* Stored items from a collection
********************
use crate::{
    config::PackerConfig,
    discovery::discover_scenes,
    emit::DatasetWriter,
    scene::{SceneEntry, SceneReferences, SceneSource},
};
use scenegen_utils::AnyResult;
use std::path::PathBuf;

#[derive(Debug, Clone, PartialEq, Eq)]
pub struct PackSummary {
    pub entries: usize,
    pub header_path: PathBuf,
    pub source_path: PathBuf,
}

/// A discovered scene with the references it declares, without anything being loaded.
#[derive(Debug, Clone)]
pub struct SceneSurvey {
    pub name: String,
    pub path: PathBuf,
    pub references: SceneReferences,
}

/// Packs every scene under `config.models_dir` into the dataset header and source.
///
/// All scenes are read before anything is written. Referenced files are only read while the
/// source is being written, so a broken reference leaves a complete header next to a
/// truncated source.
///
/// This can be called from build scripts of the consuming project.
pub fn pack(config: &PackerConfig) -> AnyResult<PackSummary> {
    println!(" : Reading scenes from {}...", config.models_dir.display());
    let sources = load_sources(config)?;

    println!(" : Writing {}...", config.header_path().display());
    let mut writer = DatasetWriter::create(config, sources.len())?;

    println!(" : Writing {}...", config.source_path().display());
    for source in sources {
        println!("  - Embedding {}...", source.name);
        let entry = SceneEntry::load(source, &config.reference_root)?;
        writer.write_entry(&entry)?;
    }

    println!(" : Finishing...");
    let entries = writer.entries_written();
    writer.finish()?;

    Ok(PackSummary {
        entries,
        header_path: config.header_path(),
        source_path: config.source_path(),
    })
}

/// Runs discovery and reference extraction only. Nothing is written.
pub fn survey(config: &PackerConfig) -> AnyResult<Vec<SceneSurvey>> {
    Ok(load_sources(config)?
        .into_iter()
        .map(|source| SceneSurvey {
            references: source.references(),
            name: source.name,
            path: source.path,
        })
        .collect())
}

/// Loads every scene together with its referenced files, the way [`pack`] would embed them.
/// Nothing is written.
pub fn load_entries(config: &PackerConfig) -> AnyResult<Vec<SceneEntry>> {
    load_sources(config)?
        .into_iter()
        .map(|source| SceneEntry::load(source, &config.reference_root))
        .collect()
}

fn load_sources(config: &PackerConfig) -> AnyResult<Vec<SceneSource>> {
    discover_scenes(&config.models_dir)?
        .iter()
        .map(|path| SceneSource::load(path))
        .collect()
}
********************
* Exercise brief
Copy out every entry exactly.

* Output for this task
use crate::{
    config::PackerConfig,
    discovery::discover_scenes,
    emit::DatasetWriter,
    scene::{SceneEntry, SceneReferences, SceneSource},
};
use scenegen_utils::AnyResult;
use std::path::PathBuf;

#[derive(Debug, Clone, PartialEq, Eq)]
pub struct PackSummary {
    pub entries: usize,
    pub header_path: PathBuf,
    pub source_path: PathBuf,
}

/// A discovered scene with the references it declares, without anything being loaded.
#[derive(Debug, Clone)]
pub struct SceneSurvey {
    pub name: String,
    pub path: PathBuf,
    pub references: SceneReferences,
}

/// Packs every scene under `config.models_dir` into the dataset header and source.
///
/// All scenes are read before anything is written. Referenced files are only read while the
/// source is being written, so a broken reference leaves a complete header next to a
/// truncated source.
///
/// This can be called from build scripts of the consuming project.
pub fn pack(config: &PackerConfig) -> AnyResult<PackSummary> {
    println!(" : Reading scenes from {}...", config.models_dir.display());
    let sources = load_sources(config)?;

    println!(" : Writing {}...", config.header_path().display());
    let mut writer = DatasetWriter::create(config, sources.len())?;

    println!(" : Writing {}...", config.source_path().display());
    for source in sources {
        println!("  - Embedding {}...", source.name);
        let entry = SceneEntry::load(source, &config.reference_root)?;
        writer.write_entry(&entry)?;
    }

    println!(" : Finishing...");
    let entries = writer.entries_written();
    writer.finish()?;

    Ok(PackSummary {
        entries,
        header_path: config.header_path(),
        source_path: config.source_path(),
    })
}

/// Runs discovery and reference extraction only. Nothing is written.
pub fn survey(config: &PackerConfig) -> AnyResult<Vec<SceneSurvey>> {
    Ok(load_sources(config)?
        .into_iter()
        .map(|source| SceneSurvey {
            references: source.references(),
            name: source.name,
            path: source.path,
        })
        .collect())
}

/// Loads every scene together with its referenced files, the way [`pack`] would embed them.
/// Nothing is written.
pub fn load_entries(config: &PackerConfig) -> AnyResult<Vec<SceneEntry>> {
    load_sources(config)?
        .into_iter()
        .map(|source| SceneEntry::load(source, &config.reference_root))
        .collect()
}

fn load_sources(config: &PackerConfig) -> AnyResult<Vec<SceneSource>> {
    discover_scenes(&config.models_dir)?
        .iter()
        .map(|path| SceneSource::load(path))
        .collect()
}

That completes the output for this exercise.